YOUR INSTRUCTIONS:
Since the entries below must stay intact, return each one exactly.

DATA FOR THIS TASK:
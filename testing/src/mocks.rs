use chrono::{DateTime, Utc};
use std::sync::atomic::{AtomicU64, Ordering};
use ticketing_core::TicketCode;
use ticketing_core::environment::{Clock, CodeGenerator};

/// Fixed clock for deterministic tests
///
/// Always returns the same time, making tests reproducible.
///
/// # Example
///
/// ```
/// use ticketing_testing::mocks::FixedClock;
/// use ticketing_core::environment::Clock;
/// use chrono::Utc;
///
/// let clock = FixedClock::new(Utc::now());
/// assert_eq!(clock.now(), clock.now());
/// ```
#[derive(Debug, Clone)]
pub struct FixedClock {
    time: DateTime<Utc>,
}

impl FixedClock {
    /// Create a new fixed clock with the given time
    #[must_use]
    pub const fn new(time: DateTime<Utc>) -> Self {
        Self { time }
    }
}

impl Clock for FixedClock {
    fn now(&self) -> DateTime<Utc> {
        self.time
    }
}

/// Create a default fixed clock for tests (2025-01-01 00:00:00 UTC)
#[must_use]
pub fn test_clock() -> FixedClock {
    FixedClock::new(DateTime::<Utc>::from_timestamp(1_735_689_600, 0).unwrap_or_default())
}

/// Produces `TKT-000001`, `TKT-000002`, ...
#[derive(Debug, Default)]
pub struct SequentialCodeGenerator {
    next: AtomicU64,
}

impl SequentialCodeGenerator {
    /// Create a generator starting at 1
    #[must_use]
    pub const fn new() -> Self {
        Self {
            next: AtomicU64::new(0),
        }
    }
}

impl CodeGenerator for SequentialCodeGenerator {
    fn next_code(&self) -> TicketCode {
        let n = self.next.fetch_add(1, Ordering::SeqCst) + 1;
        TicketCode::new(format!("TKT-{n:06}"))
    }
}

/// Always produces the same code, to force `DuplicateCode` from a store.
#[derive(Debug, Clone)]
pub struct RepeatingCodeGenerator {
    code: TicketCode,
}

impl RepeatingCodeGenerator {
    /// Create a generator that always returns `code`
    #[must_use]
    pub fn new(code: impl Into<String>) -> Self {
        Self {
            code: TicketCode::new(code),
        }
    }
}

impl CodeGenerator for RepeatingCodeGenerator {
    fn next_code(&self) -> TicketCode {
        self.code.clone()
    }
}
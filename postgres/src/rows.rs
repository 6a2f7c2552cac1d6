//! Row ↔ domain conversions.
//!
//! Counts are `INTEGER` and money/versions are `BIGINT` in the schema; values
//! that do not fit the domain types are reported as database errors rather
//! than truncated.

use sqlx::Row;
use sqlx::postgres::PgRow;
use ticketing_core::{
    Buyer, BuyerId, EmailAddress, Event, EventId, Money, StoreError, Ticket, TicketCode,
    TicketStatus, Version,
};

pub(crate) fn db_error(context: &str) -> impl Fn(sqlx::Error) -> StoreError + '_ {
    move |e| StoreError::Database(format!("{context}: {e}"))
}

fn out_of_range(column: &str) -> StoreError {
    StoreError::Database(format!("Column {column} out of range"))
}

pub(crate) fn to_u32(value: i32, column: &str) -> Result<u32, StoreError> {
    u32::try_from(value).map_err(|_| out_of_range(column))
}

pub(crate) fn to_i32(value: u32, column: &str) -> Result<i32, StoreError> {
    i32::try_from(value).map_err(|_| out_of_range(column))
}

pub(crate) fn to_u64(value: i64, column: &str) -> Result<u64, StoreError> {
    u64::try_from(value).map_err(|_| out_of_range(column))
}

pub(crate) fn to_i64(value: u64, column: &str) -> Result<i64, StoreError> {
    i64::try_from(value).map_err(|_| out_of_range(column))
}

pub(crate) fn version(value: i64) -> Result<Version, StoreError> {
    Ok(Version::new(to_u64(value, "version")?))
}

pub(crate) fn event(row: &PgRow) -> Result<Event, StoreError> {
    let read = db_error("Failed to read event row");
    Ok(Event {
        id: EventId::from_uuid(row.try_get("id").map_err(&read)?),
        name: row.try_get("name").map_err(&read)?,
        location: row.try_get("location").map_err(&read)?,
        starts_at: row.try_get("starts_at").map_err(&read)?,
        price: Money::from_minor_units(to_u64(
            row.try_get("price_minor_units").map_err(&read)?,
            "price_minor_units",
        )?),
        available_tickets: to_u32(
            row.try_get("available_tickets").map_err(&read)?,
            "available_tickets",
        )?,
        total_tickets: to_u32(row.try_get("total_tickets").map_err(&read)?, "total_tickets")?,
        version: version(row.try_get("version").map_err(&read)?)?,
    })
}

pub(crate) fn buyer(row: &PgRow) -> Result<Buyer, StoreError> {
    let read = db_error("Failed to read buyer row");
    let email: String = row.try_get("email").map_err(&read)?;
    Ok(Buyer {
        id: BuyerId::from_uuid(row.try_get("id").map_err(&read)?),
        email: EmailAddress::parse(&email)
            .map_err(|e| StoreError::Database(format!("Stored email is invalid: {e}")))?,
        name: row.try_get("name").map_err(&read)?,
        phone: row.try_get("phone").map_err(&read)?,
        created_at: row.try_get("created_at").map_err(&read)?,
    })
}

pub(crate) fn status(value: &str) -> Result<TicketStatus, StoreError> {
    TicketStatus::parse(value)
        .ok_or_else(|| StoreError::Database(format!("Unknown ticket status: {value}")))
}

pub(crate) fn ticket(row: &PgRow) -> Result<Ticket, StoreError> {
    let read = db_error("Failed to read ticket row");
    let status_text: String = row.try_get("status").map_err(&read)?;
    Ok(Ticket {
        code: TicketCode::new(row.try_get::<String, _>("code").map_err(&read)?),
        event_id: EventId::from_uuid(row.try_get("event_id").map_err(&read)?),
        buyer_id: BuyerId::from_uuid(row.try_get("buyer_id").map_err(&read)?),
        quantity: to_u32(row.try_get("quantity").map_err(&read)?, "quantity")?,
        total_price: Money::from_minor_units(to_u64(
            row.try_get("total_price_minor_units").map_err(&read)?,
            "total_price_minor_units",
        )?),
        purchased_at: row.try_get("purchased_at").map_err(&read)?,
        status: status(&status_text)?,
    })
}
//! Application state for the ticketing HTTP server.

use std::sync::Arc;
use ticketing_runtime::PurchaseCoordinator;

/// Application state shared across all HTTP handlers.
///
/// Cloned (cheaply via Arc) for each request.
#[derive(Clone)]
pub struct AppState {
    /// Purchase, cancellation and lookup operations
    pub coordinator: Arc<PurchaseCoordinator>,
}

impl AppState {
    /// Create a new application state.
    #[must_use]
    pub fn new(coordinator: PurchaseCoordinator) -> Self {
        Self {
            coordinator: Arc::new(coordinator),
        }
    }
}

TASK RESPONSE:
filename testing/src/mocks.rs
use chrono::{DateTime, Utc};
use std::sync::atomic::{AtomicU64, Ordering};
use ticketing_core::TicketCode;
use ticketing_core::environment::{Clock, CodeGenerator};

/// Fixed clock for deterministic tests
///
/// Always returns the same time, making tests reproducible.
///
/// # Example
///
/// ```
/// use ticketing_testing::mocks::FixedClock;
/// use ticketing_core::environment::Clock;
/// use chrono::Utc;
///
/// let clock = FixedClock::new(Utc::now());
/// assert_eq!(clock.now(), clock.now());
/// ```
#[derive(Debug, Clone)]
pub struct FixedClock {
    time: DateTime<Utc>,
}

impl FixedClock {
    /// Create a new fixed clock with the given time
    #[must_use]
    pub const fn new(time: DateTime<Utc>) -> Self {
        Self { time }
    }
}

impl Clock for FixedClock {
    fn now(&self) -> DateTime<Utc> {
        self.time
    }
}

/// Create a default fixed clock for tests (2025-01-01 00:00:00 UTC)
#[must_use]
pub fn test_clock() -> FixedClock {
    FixedClock::new(DateTime::<Utc>::from_timestamp(1_735_689_600, 0).unwrap_or_default())
}

/// Produces `TKT-000001`, `TKT-000002`, ...
#[derive(Debug, Default)]
pub struct SequentialCodeGenerator {
    next: AtomicU64,
}

impl SequentialCodeGenerator {
    /// Create a generator starting at 1
    #[must_use]
    pub const fn new() -> Self {
        Self {
            next: AtomicU64::new(0),
        }
    }
}

impl CodeGenerator for SequentialCodeGenerator {
    fn next_code(&self) -> TicketCode {
        let n = self.next.fetch_add(1, Ordering::SeqCst) + 1;
        TicketCode::new(format!("TKT-{n:06}"))
    }
}

/// Always produces the same code, to force `DuplicateCode` from a store.
#[derive(Debug, Clone)]
pub struct RepeatingCodeGenerator {
    code: TicketCode,
}

impl RepeatingCodeGenerator {
    /// Create a generator that always returns `code`
    #[must_use]
    pub fn new(code: impl Into<String>) -> Self {
        Self {
            code: TicketCode::new(code),
        }
    }
}

impl CodeGenerator for RepeatingCodeGenerator {
    fn next_code(&self) -> TicketCode {
        self.code.clone()
    }
}
filename postgres/src/rows.rs
repository 6a2f7c2552cac1d6
//! Row ↔ domain conversions.
//!
//! Counts are `INTEGER` and money/versions are `BIGINT` in the schema; values
//! that do not fit the domain types are reported as database errors rather
//! than truncated.

use sqlx::Row;
use sqlx::postgres::PgRow;
use ticketing_core::{
    Buyer, BuyerId, EmailAddress, Event, EventId, Money, StoreError, Ticket, TicketCode,
    TicketStatus, Version,
};

pub(crate) fn db_error(context: &str) -> impl Fn(sqlx::Error) -> StoreError + '_ {
    move |e| StoreError::Database(format!("{context}: {e}"))
}

fn out_of_range(column: &str) -> StoreError {
    StoreError::Database(format!("Column {column} out of range"))
}

pub(crate) fn to_u32(value: i32, column: &str) -> Result<u32, StoreError> {
    u32::try_from(value).map_err(|_| out_of_range(column))
}

pub(crate) fn to_i32(value: u32, column: &str) -> Result<i32, StoreError> {
    i32::try_from(value).map_err(|_| out_of_range(column))
}

pub(crate) fn to_u64(value: i64, column: &str) -> Result<u64, StoreError> {
    u64::try_from(value).map_err(|_| out_of_range(column))
}

pub(crate) fn to_i64(value: u64, column: &str) -> Result<i64, StoreError> {
    i64::try_from(value).map_err(|_| out_of_range(column))
}

pub(crate) fn version(value: i64) -> Result<Version, StoreError> {
    Ok(Version::new(to_u64(value, "version")?))
}

pub(crate) fn event(row: &PgRow) -> Result<Event, StoreError> {
    let read = db_error("Failed to read event row");
    Ok(Event {
        id: EventId::from_uuid(row.try_get("id").map_err(&read)?),
        name: row.try_get("name").map_err(&read)?,
        location: row.try_get("location").map_err(&read)?,
        starts_at: row.try_get("starts_at").map_err(&read)?,
        price: Money::from_minor_units(to_u64(
            row.try_get("price_minor_units").map_err(&read)?,
            "price_minor_units",
        )?),
        available_tickets: to_u32(
            row.try_get("available_tickets").map_err(&read)?,
            "available_tickets",
        )?,
        total_tickets: to_u32(row.try_get("total_tickets").map_err(&read)?, "total_tickets")?,
        version: version(row.try_get("version").map_err(&read)?)?,
    })
}

pub(crate) fn buyer(row: &PgRow) -> Result<Buyer, StoreError> {
    let read = db_error("Failed to read buyer row");
    let email: String = row.try_get("email").map_err(&read)?;
    Ok(Buyer {
        id: BuyerId::from_uuid(row.try_get("id").map_err(&read)?),
        email: EmailAddress::parse(&email)
            .map_err(|e| StoreError::Database(format!("Stored email is invalid: {e}")))?,
        name: row.try_get("name").map_err(&read)?,
        phone: row.try_get("phone").map_err(&read)?,
        created_at: row.try_get("created_at").map_err(&read)?,
    })
}

pub(crate) fn status(value: &str) -> Result<TicketStatus, StoreError> {
    TicketStatus::parse(value)
        .ok_or_else(|| StoreError::Database(format!("Unknown ticket status: {value}")))
}

pub(crate) fn ticket(row: &PgRow) -> Result<Ticket, StoreError> {
    let read = db_error("Failed to read ticket row");
    let status_text: String = row.try_get("status").map_err(&read)?;
    Ok(Ticket {
        code: TicketCode::new(row.try_get::<String, _>("code").map_err(&read)?),
        event_id: EventId::from_uuid(row.try_get("event_id").map_err(&read)?),
        buyer_id: BuyerId::from_uuid(row.try_get("buyer_id").map_err(&read)?),
        quantity: to_u32(row.try_get("quantity").map_err(&read)?, "quantity")?,
        total_price: Money::from_minor_units(to_u64(
            row.try_get("total_price_minor_units").map_err(&read)?,
            "total_price_minor_units",
        )?),
        purchased_at: row.try_get("purchased_at").map_err(&read)?,
        status: status(&status_text)?,
    })
}
//! Application state for the ticketing HTTP server.

use std::sync::Arc;
use ticketing_runtime::PurchaseCoordinator;

/// Application state shared across all HTTP handlers.
///
/// Cloned (cheaply via Arc) for each request.
#[derive(Clone)]
pub struct AppState {
    /// Purchase, cancellation and lookup operations
    pub coordinator: Arc<PurchaseCoordinator>,
}

impl AppState {
    /// Create a new application state.
    #[must_use]
    pub fn new(coordinator: PurchaseCoordinator) -> Self {
        Self {
            coordinator: Arc::new(coordinator),
        }
    }
}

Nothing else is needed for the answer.